• [Brief]:
Nothing outside the range below should be printed. Output exactly the lines from the line with "use super::state::HistoryItem;" to the line with "const SUMMARY_SYSTEM_PROMPT: &str", both included.

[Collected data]
----
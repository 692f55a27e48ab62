//! The historical-context pipeline: state, stages, prompts and the orchestrator.

mod config;
pub mod nodes;
mod orchestrator;
pub mod prompts;
mod state;

#[cfg(test)]
pub(crate) mod fakes;

pub use config::{ConfigError, PipelineConfig};
pub use orchestrator::{build_graph, Collaborators, Orchestrator};
pub use state::{pipeline_updater, HistoryItem, PipelineState, SearchQueries};
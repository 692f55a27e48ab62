//! Backdrop CLI binary: print the historical context of one article.
//!
//! `backdrop [URL] [--model M] [--top-n-queries N] [--top-n-results N] [-v] [--json [--pretty]]`

use backdrop_cli::{logging, render, run, Args};
use clap::Parser;

#[tokio::main]
async fn main() {
    // Before parsing so `.env` / XDG values feed clap's env fallbacks (LOG_FILE).
    let applied = backdrop_config::load_and_apply("backdrop", None);
    let args = Args::parse();

    if let Err(e) = logging::init(args.log_file.as_deref()) {
        eprintln!("backdrop: logging: {}", e);
        std::process::exit(1);
    }
    match applied {
        Ok(a) => tracing::debug!(
            from_dotenv = ?a.from_dotenv,
            from_xdg = ?a.from_xdg,
            "config loaded"
        ),
        Err(e) => tracing::warn!(error = %e, "config not loaded"),
    }

    let output = match run(&args).await {
        Ok(state) => render(&state, args.json, args.pretty),
        Err(e) => Err(e),
    };
    match output {
        Ok(text) => println!("{}", text),
        Err(e) => {
            tracing::error!(error = %e, "run failed");
            eprintln!("backdrop: {}", e);
            std::process::exit(1);
        }
    }
}
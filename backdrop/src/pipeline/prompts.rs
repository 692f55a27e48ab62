//! Prompt text for the three model calls of a run.

use crate::fetch::Document;

use super::state::HistoryItem;

/// `{top_n}` is replaced with the query bound.
const QUERY_SYSTEM_PROMPT: &str = "You will be given a document. Your task is to generate up to {top_n} search queries that can help find information about events preceding the document. Specifically, the queries should aim to:
1. Explain what happened before the events described in the document.
2. Identify the precedents of the events in the document.
3. Determine the causes of the events in the document.
4. Find the historical context of the events in the document.";

const EXTRACT_SYSTEM_PROMPT: &str = "You will be given a document, and your task is to extract the following information:
1. The time the main event happened. This is not the publication time, only the event's time.
2. The time the article was published. This is not the event's time.
3. The title of the article.
4. A concise summary of the document.
5. The URL of the document, as given in its source line.";

/// `{max_sources}` is replaced with the source bound.
const SUMMARY_SYSTEM_PROMPT: &str = "You will be given an original document along with a list of historical documents related to it. Your task is to write a summary that explains the historical context to help understand the event described in the original document. You may use up to {max_sources} of the most related and important documents to write the summary. At the end of the summary, include the URLs of the sources you used, which are provided in the documents.";

pub fn query_system_prompt(top_n: usize) -> String {
    QUERY_SYSTEM_PROMPT.replace("{top_n}", &top_n.to_string())
}

pub fn extract_system_prompt() -> &'static str {
    EXTRACT_SYSTEM_PROMPT
}

pub fn summary_system_prompt(max_sources: usize) -> String {
    SUMMARY_SYSTEM_PROMPT.replace("{max_sources}", &max_sources.to_string())
}

/// User prompt carrying one document.
pub fn document_prompt(doc: &Document) -> String {
    format!("document:\n{}", doc.to_prompt())
}

/// User prompt for the summary: the original document and the history items as JSON.
pub fn summary_user_prompt(original: &Document, history: &[HistoryItem]) -> String {
    let items = serde_json::to_string_pretty(history).unwrap_or_else(|_| "[]".to_string());
    format!(
        "original document:\n{}\n\nhistory documents:\n{}",
        original.to_prompt(),
        items
    )
}
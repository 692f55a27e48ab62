//! Structured logging for graph execution: graph start/complete/error, node
//! start/complete, state updates, fan-out dispatch and join.

use std::fmt::Debug;

/// Log node execution start.
pub fn log_node_start(node_id: &str) {
    tracing::debug!(node_id = node_id, "Starting node execution");
}

/// Log the input state of a node about to run.
pub fn log_node_state<S: Debug>(node_id: &str, state: &S) {
    tracing::trace!(node_id = node_id, state = ?state, "Node execution: state");
}

/// Log node execution completion.
pub fn log_node_complete(node_id: &str, next: &crate::graph::Next) {
    tracing::debug!(node_id = node_id, ?next, "Node execution complete");
}

/// Log state update after a node output was merged.
pub fn log_state_update(node_id: &str) {
    tracing::debug!(node_id = node_id, "State updated");
}

/// Log the tasks scheduled by a fan-out edge.
pub fn log_fan_out_dispatch(source: &str, tasks: usize) {
    tracing::info!(source = source, tasks = tasks, "Fan-out dispatch");
}

/// Log a drained fan-out and where the run continues.
pub fn log_fan_out_join(source: &str, tasks: usize, join: &str) {
    tracing::info!(source = source, tasks = tasks, join = join, "Fan-out joined");
}

/// Log graph execution start.
pub fn log_graph_start() {
    tracing::info!("Starting graph execution");
}

/// Log graph execution completion.
pub fn log_graph_complete() {
    tracing::info!("Graph execution complete");
}

/// Log graph execution error.
pub fn log_graph_error(error: &crate::error::PipelineError) {
    tracing::error!(%error, "Graph execution error");
}
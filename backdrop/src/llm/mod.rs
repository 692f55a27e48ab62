//! Completion service abstraction used by the pipeline stages.
//!
//! A stage sends a system prompt, a user prompt and optionally an [`OutputSchema`];
//! the service answers with free text or with a JSON value it claims matches the
//! schema. [`complete_structured`] validates that claim by deserializing into the
//! typed Rust struct, so callers get either a fully valid value or an error.
//!
//! Implementations: [`ChatOpenAI`] (OpenAI Chat Completions) and [`MockLlm`] (tests).

mod mock;
mod openai;

pub use mock::{CompletionCall, MockLlm};
pub use openai::ChatOpenAI;

use async_trait::async_trait;
use serde::de::DeserializeOwned;
use thiserror::Error;

/// Error from a completion call.
#[derive(Debug, Error)]
pub enum LlmError {
    /// Request could not be built (e.g. invalid parameters).
    #[error("request build failed: {0}")]
    Request(String),

    /// Transport, auth or quota failure reported by the service.
    #[error("API error: {0}")]
    Api(String),

    /// The service answered without any choice.
    #[error("no choices returned")]
    NoChoices,

    /// The service answered with no content.
    #[error("empty content returned")]
    EmptyContent,

    /// Output is not valid JSON or does not match the requested schema.
    #[error("output does not match schema: {0}")]
    Schema(String),
}

/// Declared output shape for a schema-constrained completion.
///
/// `schema` is a JSON Schema object. With `strict`, every property must be listed in
/// `required` and `additionalProperties` must be `false`.
#[derive(Clone, Debug, PartialEq)]
pub struct OutputSchema {
    /// Schema name sent to the service (e.g. `"search_queries"`).
    pub name: String,
    pub description: Option<String>,
    pub schema: serde_json::Value,
    pub strict: bool,
}

impl OutputSchema {
    pub fn new(name: impl Into<String>, schema: serde_json::Value) -> Self {
        Self {
            name: name.into(),
            description: None,
            schema,
            strict: true,
        }
    }

    pub fn with_description(mut self, description: impl Into<String>) -> Self {
        self.description = Some(description.into());
        self
    }
}

/// Result of a completion call.
#[derive(Clone, Debug, PartialEq)]
pub enum Completion {
    /// Free text (no schema requested).
    Text(String),
    /// JSON value returned for a schema-constrained call.
    Structured(serde_json::Value),
}

impl Completion {
    /// Text content; a structured value is rendered as compact JSON.
    pub fn into_text(self) -> String {
        match self {
            Completion::Text(s) => s,
            Completion::Structured(v) => v.to_string(),
        }
    }
}

/// A type the model can be asked to produce under a schema.
pub trait StructuredOutput: DeserializeOwned {
    /// Schema describing `Self`.
    fn output_schema() -> OutputSchema;
}

/// Completion service: prompts (+ optional schema) in, text or structured value out.
///
/// Errors are returned for transport/auth/quota failures and for malformed output;
/// a value returned for a schema call is never partially valid (see
/// [`complete_structured`]).
#[async_trait]
pub trait CompletionService: Send + Sync {
    async fn complete(
        &self,
        system_prompt: &str,
        user_prompt: &str,
        schema: Option<&OutputSchema>,
    ) -> Result<Completion, LlmError>;
}

/// Asks for a `T` under `T::output_schema()` and validates the answer into `T`.
///
/// Fails with [`LlmError::Schema`] when the service answers with text or with a value
/// that does not deserialize into `T`.
pub async fn complete_structured<T: StructuredOutput>(
    llm: &dyn CompletionService,
    system_prompt: &str,
    user_prompt: &str,
) -> Result<T, LlmError> {
    let schema = T::output_schema();
    match llm.complete(system_prompt, user_prompt, Some(&schema)).await? {
        Completion::Structured(value) => serde_json::from_value(value)
            .map_err(|e| LlmError::Schema(format!("{}: {}", schema.name, e))),
        Completion::Text(_) => Err(LlmError::Schema(format!(
            "{}: expected structured output, got text",
            schema.name
        ))),
    }
}

/// Asks for free text (no schema).
pub async fn complete_text(
    llm: &dyn CompletionService,
    system_prompt: &str,
    user_prompt: &str,
) -> Result<String, LlmError> {
    Ok(llm.complete(system_prompt, user_prompt, None).await?.into_text())
}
----
• [Answer section]:
use super::state::HistoryItem;

/// `{top_n}` is replaced with the query bound.
const QUERY_SYSTEM_PROMPT: &str = "You will be given a document. Your task is to generate up to {top_n} search queries that can help find information about events preceding the document. Specifically, the queries should aim to:
1. Explain what happened before the events described in the document.
2. Identify the precedents of the events in the document.
3. Determine the causes of the events in the document.
4. Find the historical context of the events in the document.";

const EXTRACT_SYSTEM_PROMPT: &str = "You will be given a document, and your task is to extract the following information:
1. The time the main event happened. This is not the publication time, only the event's time.
2. The time the article was published. This is not the event's time.
3. The title of the article.
4. A concise summary of the document.
5. The URL of the document, as given in its source line.";

/// `{max_sources}` is replaced with the source bound.
const SUMMARY_SYSTEM_PROMPT: &str = "You will be given an original document along with a list of historical documents related to it. Your task is to write a summary that explains the historical context to help understand the event described in the original document. You may use up to {max_sources} of the most related and important documents to write the summary. At the end of the summary, include the URLs of the sources you used, which are provided in the documents.";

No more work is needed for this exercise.